■ YOUR TASK: Among the lines of the records, please find those that contain the word "Comfortable" and copy them.

■ SUPPLIED INFORMATION:
##############################

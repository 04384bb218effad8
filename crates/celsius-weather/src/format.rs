//! Display formatting helpers for weather values.

use chrono::{DateTime, Local};

const WIND_DIRECTIONS: [&str; 16] = [
    "N", "NNE", "NE", "ENE", "E", "ESE", "SE", "SSE", "S", "SSW", "SW", "WSW", "W", "WNW", "NW",
    "NNW",
];

/// 16-point compass direction for a wind bearing in degrees.
pub fn wind_direction(deg: f64) -> &'static str {
    let sector = (deg / 22.5).round() as usize % 16;
    WIND_DIRECTIONS[sector]
}

/// Hour label for forecast slots, e.g. "3 PM".
pub fn hour_label(time: DateTime<Local>) -> String {
    time.format("%-I %p").to_string()
}

/// Weekday label for forecast days, e.g. "Monday".
pub fn weekday_label(time: DateTime<Local>) -> String {
    time.format("%A").to_string()
}

/// Clock label for sunrise/sunset, e.g. "6:42 AM".
pub fn clock_label(time: DateTime<Local>) -> String {
    time.format("%-I:%M %p").to_string()
}

/// Simplified comfort score in [0, 100] from temperature (°C) and relative
/// humidity (%).
pub fn comfort_level(temp: f64, humidity: f64) -> f64 {
    let comfort_score = (temp - 20.0) * 2.0 + (humidity - 50.0) / 2.0;
    (50.0 + comfort_score).clamp(0.0, 100.0)
}

/// Comfort band for the score of [`comfort_level`].
pub fn comfort_description(temp: f64, humidity: f64) -> &'static str {
    let score = comfort_level(temp, humidity);
    if score < 30.0 {
        "Cool"
    } else if score < 45.0 {
        "Comfortable"
    } else if score < 60.0 {
        "Warm"
    } else {
        "Hot"
    }
}

/// Warning band for a UV index value.
pub fn uv_warning(uv: f64) -> &'static str {
    if uv <= 2.0 {
        "Low"
    } else if uv <= 5.0 {
        "Moderate"
    } else if uv <= 7.0 {
        "High"
    } else if uv <= 10.0 {
        "Very High"
    } else {
        "Extreme"
    }
}

/// Name for a moon phase in [0, 1], where 0/1 is the new moon and 0.5 the
/// full moon.
pub fn moon_phase_name(phase: f64) -> &'static str {
    if phase == 0.0 || phase == 1.0 {
        "New Moon"
    } else if phase < 0.25 {
        "Waxing Crescent"
    } else if phase == 0.25 {
        "First Quarter"
    } else if phase < 0.5 {
        "Waxing Gibbous"
    } else if phase == 0.5 {
        "Full Moon"
    } else if phase < 0.75 {
        "Waning Gibbous"
    } else if phase == 0.75 {
        "Last Quarter"
    } else {
        "Waning Crescent"
    }
}

#[cfg(test)]
mod tests {
    #![allow(clippy::unwrap_used)]
    use super::*;
    use chrono::TimeZone;

    #[test]
    fn test_wind_direction_cardinals() {
        assert_eq!(wind_direction(0.0), "N");
        assert_eq!(wind_direction(90.0), "E");
        assert_eq!(wind_direction(180.0), "S");
        assert_eq!(wind_direction(270.0), "W");
    }

    #[test]
    fn test_wind_direction_rounds_to_nearest_sector() {
        assert_eq!(wind_direction(10.0), "NNE");
        assert_eq!(wind_direction(350.0), "N");
        assert_eq!(wind_direction(359.9), "N");
    }

    #[test]
    fn test_hour_label() {
        let t = Local.with_ymd_and_hms(2026, 8, 5, 15, 0, 0).unwrap();
        assert_eq!(hour_label(t), "3 PM");
        let t = Local.with_ymd_and_hms(2026, 8, 5, 0, 30, 0).unwrap();
        assert_eq!(hour_label(t), "12 AM");
    }

    #[test]
    fn test_clock_label() {
        let t = Local.with_ymd_and_hms(2026, 8, 5, 6, 5, 0).unwrap();
        assert_eq!(clock_label(t), "6:05 AM");
    }

    #[test]
    fn test_weekday_label() {
        // 2026-08-05 is a Wednesday.
        let t = Local.with_ymd_and_hms(2026, 8, 5, 12, 0, 0).unwrap();
        assert_eq!(weekday_label(t), "Wednesday");
    }

    #[test]
    fn test_comfort_level_clamped() {
        assert_eq!(comfort_level(-40.0, 0.0), 0.0);
        assert_eq!(comfort_level(60.0, 100.0), 100.0);
    }

    #[test]
    fn test_comfort_description_bands() {
        assert_eq!(comfort_description(5.0, 40.0), "Cool");
        assert_eq!(comfort_description(17.0, 48.0), "Comfortable");
        assert_eq!(comfort_description(22.0, 55.0), "Warm");
        assert_eq!(comfort_description(35.0, 80.0), "Hot");
    }

    #[test]
    fn test_uv_warning_bands() {
        assert_eq!(uv_warning(1.0), "Low");
        assert_eq!(uv_warning(4.0), "Moderate");
        assert_eq!(uv_warning(6.5), "High");
        assert_eq!(uv_warning(9.0), "Very High");
        assert_eq!(uv_warning(11.0), "Extreme");
    }

    #[test]
    fn test_moon_phase_names() {
        assert_eq!(moon_phase_name(0.0), "New Moon");
        assert_eq!(moon_phase_name(0.1), "Waxing Crescent");
        assert_eq!(moon_phase_name(0.25), "First Quarter");
        assert_eq!(moon_phase_name(0.4), "Waxing Gibbous");
        assert_eq!(moon_phase_name(0.5), "Full Moon");
        assert_eq!(moon_phase_name(0.6), "Waning Gibbous");
        assert_eq!(moon_phase_name(0.75), "Last Quarter");
        assert_eq!(moon_phase_name(0.9), "Waning Crescent");
        assert_eq!(moon_phase_name(1.0), "New Moon");
    }
}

##############################

■ RESULT:
        "Comfortable"
        assert_eq!(comfort_description(17.0, 48.0), "Comfortable");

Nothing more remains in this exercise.